_ASSIGNED TASK:_ Output every line below without omitting or altering anything.
[EXTRACTED RECORDS Boundary: Start]
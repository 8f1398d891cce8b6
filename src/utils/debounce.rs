//! Cancel-and-replace debounce cell for settings reactions.
use std::mem;
use std::time::{Duration, Instant};

/// Quiet period before a settings change takes effect. A settings slider
/// can notify on every intermediate value; only the settled one counts.
pub const SETTLE_DELAY: Duration = Duration::from_millis(250);

/// Per-key debounce state. At most one timer is in flight: a new
/// [`begin`](Debounce::begin) always replaces any pending one, and a
/// replaced timer never fires.
#[derive(Debug)]
pub enum Debounce<T> {
    Idle,
    Pending { deadline: Instant, snapshot: T },
}

impl<T> Default for Debounce<T> {
    fn default() -> Self {
        Self::Idle
    }
}

impl<T> Debounce<T> {
    pub fn begin(&mut self, deadline: Instant, snapshot: T) {
        *self = Self::Pending { deadline, snapshot };
    }

    pub fn cancel(&mut self) {
        *self = Self::Idle;
    }

    #[must_use]
    pub fn is_pending(&self) -> bool {
        matches!(self, Self::Pending { .. })
    }

    #[must_use]
    pub fn deadline(&self) -> Option<Instant> {
        match self {
            Self::Pending { deadline, .. } => Some(*deadline),
            Self::Idle => None,
        }
    }

    /// Take the snapshot if the deadline has passed, returning to `Idle`.
    /// A cell that is not yet due is left untouched.
    pub fn fire_due(&mut self, now: Instant) -> Option<T> {
        match mem::replace(self, Self::Idle) {
            Self::Pending { deadline, snapshot } if now >= deadline => Some(snapshot),
            other => {
                *self = other;
                None
            }
        }
    }
}

#[cfg(test)]
mod tests {
    use super::*;

    #[test]
    fn begin_replaces_a_pending_timer() {
        let start = Instant::now();
        let mut cell = Debounce::Idle;
        cell.begin(start + Duration::from_millis(250), 10);
        cell.begin(start + Duration::from_millis(400), 20);

        // The first deadline passing fires nothing; the cell carries the
        // replacement only.
        assert_eq!(cell.fire_due(start + Duration::from_millis(300)), None);
        assert!(cell.is_pending());
        assert_eq!(cell.fire_due(start + Duration::from_millis(400)), Some(20));
        assert!(!cell.is_pending());
    }

    #[test]
    fn firing_early_leaves_the_cell_pending() {
        let start = Instant::now();
        let mut cell = Debounce::Idle;
        cell.begin(start + Duration::from_millis(250), ());
        assert_eq!(cell.fire_due(start), None);
        assert_eq!(cell.deadline(), Some(start + Duration::from_millis(250)));
    }

    #[test]
    fn fired_cell_does_not_fire_again() {
        let start = Instant::now();
        let mut cell = Debounce::Idle;
        cell.begin(start, 1);
        assert_eq!(cell.fire_due(start), Some(1));
        assert_eq!(cell.fire_due(start + Duration::from_secs(1)), None);
    }

    #[test]
    fn cancelled_timer_never_fires() {
        let start = Instant::now();
        let mut cell = Debounce::Idle;
        cell.begin(start, 1);
        cell.cancel();
        assert_eq!(cell.fire_due(start + Duration::from_secs(1)), None);
        assert_eq!(cell.deadline(), None);
    }
}
//! Live state of the decision engine, valid only while active.
use std::collections::VecDeque;
use std::time::Instant;

use crate::models::{Handle, Panel, SubscriptionRegistry};
use crate::settings::DarkFullScreen;
use crate::style_action::StyleAction;
use crate::utils::debounce::Debounce;

/// Everything the engine owns between activation and deactivation: the
/// per-monitor panels, the subscription registry, the cached settings and
/// the per-key debounce cells. Mutated only from event callbacks on the
/// single event-loop thread.
#[derive(Debug)]
pub struct State<H: Handle> {
    pub panels: Vec<Panel>,
    pub subscriptions: SubscriptionRegistry<H>,
    /// Cached `transparency` level, refreshed on settled change
    /// notifications.
    pub transparency: i32,
    pub dark_full_screen: DarkFullScreen,
    /// Snapshot of the outgoing level rides along so the orphaned
    /// level-specific marker can be stripped once the change settles.
    pub transparency_debounce: Debounce<i32>,
    pub dark_full_screen_debounce: Debounce<()>,
    /// Style mutations awaiting the render layer.
    pub actions: VecDeque<StyleAction>,
}

impl<H: Handle> State<H> {
    pub(crate) fn new() -> Self {
        Self {
            panels: Vec::new(),
            subscriptions: SubscriptionRegistry::default(),
            transparency: 0,
            dark_full_screen: DarkFullScreen::default(),
            transparency_debounce: Debounce::default(),
            dark_full_screen_debounce: Debounce::default(),
            actions: VecDeque::new(),
        }
    }

    /// Apply one target style to every known panel.
    pub fn apply_all(&mut self, transparent: bool) {
        let Self {
            panels,
            actions,
            transparency,
            ..
        } = self;
        for panel in panels {
            panel.apply(transparent, *transparency, actions);
        }
    }

    /// Strip the level-specific marker for `level` from every panel.
    pub fn clear_level_markers(&mut self, level: i32) {
        let Self {
            panels, actions, ..
        } = self;
        for panel in panels {
            panel.clear_level(level, actions);
        }
    }

    /// Earliest pending debounce deadline, if any timer is in flight.
    #[must_use]
    pub fn next_debounce_deadline(&self) -> Option<Instant> {
        [
            self.transparency_debounce.deadline(),
            self.dark_full_screen_debounce.deadline(),
        ]
        .into_iter()
        .flatten()
        .min()
    }
}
[EXTRACTED RECORDS Boundary: End]
_WRITTEN RESPONSE:_
repository 8f1398d891cce8b6
filename src/utils/debounce.rs
//! Cancel-and-replace debounce cell for settings reactions.
use std::mem;
use std::time::{Duration, Instant};

/// Quiet period before a settings change takes effect. A settings slider
/// can notify on every intermediate value; only the settled one counts.
pub const SETTLE_DELAY: Duration = Duration::from_millis(250);

/// Per-key debounce state. At most one timer is in flight: a new
/// [`begin`](Debounce::begin) always replaces any pending one, and a
/// replaced timer never fires.
#[derive(Debug)]
pub enum Debounce<T> {
    Idle,
    Pending { deadline: Instant, snapshot: T },
}

impl<T> Default for Debounce<T> {
    fn default() -> Self {
        Self::Idle
    }
}

impl<T> Debounce<T> {
    pub fn begin(&mut self, deadline: Instant, snapshot: T) {
        *self = Self::Pending { deadline, snapshot };
    }

    pub fn cancel(&mut self) {
        *self = Self::Idle;
    }

    #[must_use]
    pub fn is_pending(&self) -> bool {
        matches!(self, Self::Pending { .. })
    }

    #[must_use]
    pub fn deadline(&self) -> Option<Instant> {
        match self {
            Self::Pending { deadline, .. } => Some(*deadline),
            Self::Idle => None,
        }
    }

    /// Take the snapshot if the deadline has passed, returning to `Idle`.
    /// A cell that is not yet due is left untouched.
    pub fn fire_due(&mut self, now: Instant) -> Option<T> {
        match mem::replace(self, Self::Idle) {
            Self::Pending { deadline, snapshot } if now >= deadline => Some(snapshot),
            other => {
                *self = other;
                None
            }
        }
    }
}

#[cfg(test)]
mod tests {
    use super::*;

    #[test]
    fn begin_replaces_a_pending_timer() {
        let start = Instant::now();
        let mut cell = Debounce::Idle;
        cell.begin(start + Duration::from_millis(250), 10);
        cell.begin(start + Duration::from_millis(400), 20);

        // The first deadline passing fires nothing; the cell carries the
        // replacement only.
        assert_eq!(cell.fire_due(start + Duration::from_millis(300)), None);
        assert!(cell.is_pending());
        assert_eq!(cell.fire_due(start + Duration::from_millis(400)), Some(20));
        assert!(!cell.is_pending());
    }

    #[test]
    fn firing_early_leaves_the_cell_pending() {
        let start = Instant::now();
        let mut cell = Debounce::Idle;
        cell.begin(start + Duration::from_millis(250), ());
        assert_eq!(cell.fire_due(start), None);
        assert_eq!(cell.deadline(), Some(start + Duration::from_millis(250)));
    }

    #[test]
    fn fired_cell_does_not_fire_again() {
        let start = Instant::now();
        let mut cell = Debounce::Idle;
        cell.begin(start, 1);
        assert_eq!(cell.fire_due(start), Some(1));
        assert_eq!(cell.fire_due(start + Duration::from_secs(1)), None);
    }

    #[test]
    fn cancelled_timer_never_fires() {
        let start = Instant::now();
        let mut cell = Debounce::Idle;
        cell.begin(start, 1);
        cell.cancel();
        assert_eq!(cell.fire_due(start + Duration::from_secs(1)), None);
        assert_eq!(cell.deadline(), None);
    }
}
//! Live state of the decision engine, valid only while active.
use std::collections::VecDeque;
use std::time::Instant;

use crate::models::{Handle, Panel, SubscriptionRegistry};
use crate::settings::DarkFullScreen;
use crate::style_action::StyleAction;
use crate::utils::debounce::Debounce;

/// Everything the engine owns between activation and deactivation: the
/// per-monitor panels, the subscription registry, the cached settings and
/// the per-key debounce cells. Mutated only from event callbacks on the
/// single event-loop thread.
#[derive(Debug)]
pub struct State<H: Handle> {
    pub panels: Vec<Panel>,
    pub subscriptions: SubscriptionRegistry<H>,
    /// Cached `transparency` level, refreshed on settled change
    /// notifications.
    pub transparency: i32,
    pub dark_full_screen: DarkFullScreen,
    /// Snapshot of the outgoing level rides along so the orphaned
    /// level-specific marker can be stripped once the change settles.
    pub transparency_debounce: Debounce<i32>,
    pub dark_full_screen_debounce: Debounce<()>,
    /// Style mutations awaiting the render layer.
    pub actions: VecDeque<StyleAction>,
}

impl<H: Handle> State<H> {
    pub(crate) fn new() -> Self {
        Self {
            panels: Vec::new(),
            subscriptions: SubscriptionRegistry::default(),
            transparency: 0,
            dark_full_screen: DarkFullScreen::default(),
            transparency_debounce: Debounce::default(),
            dark_full_screen_debounce: Debounce::default(),
            actions: VecDeque::new(),
        }
    }

    /// Apply one target style to every known panel.
    pub fn apply_all(&mut self, transparent: bool) {
        let Self {
            panels,
            actions,
            transparency,
            ..
        } = self;
        for panel in panels {
            panel.apply(transparent, *transparency, actions);
        }
    }

    /// Strip the level-specific marker for `level` from every panel.
    pub fn clear_level_markers(&mut self, level: i32) {
        let Self {
            panels, actions, ..
        } = self;
        for panel in panels {
            panel.clear_level(level, actions);
        }
    }

    /// Earliest pending debounce deadline, if any timer is in flight.
    #[must_use]
    pub fn next_debounce_deadline(&self) -> Option<Instant> {
        [
            self.transparency_debounce.deadline(),
            self.dark_full_screen_debounce.deadline(),
        ]
        .into_iter()
        .flatten()
        .min()
    }
}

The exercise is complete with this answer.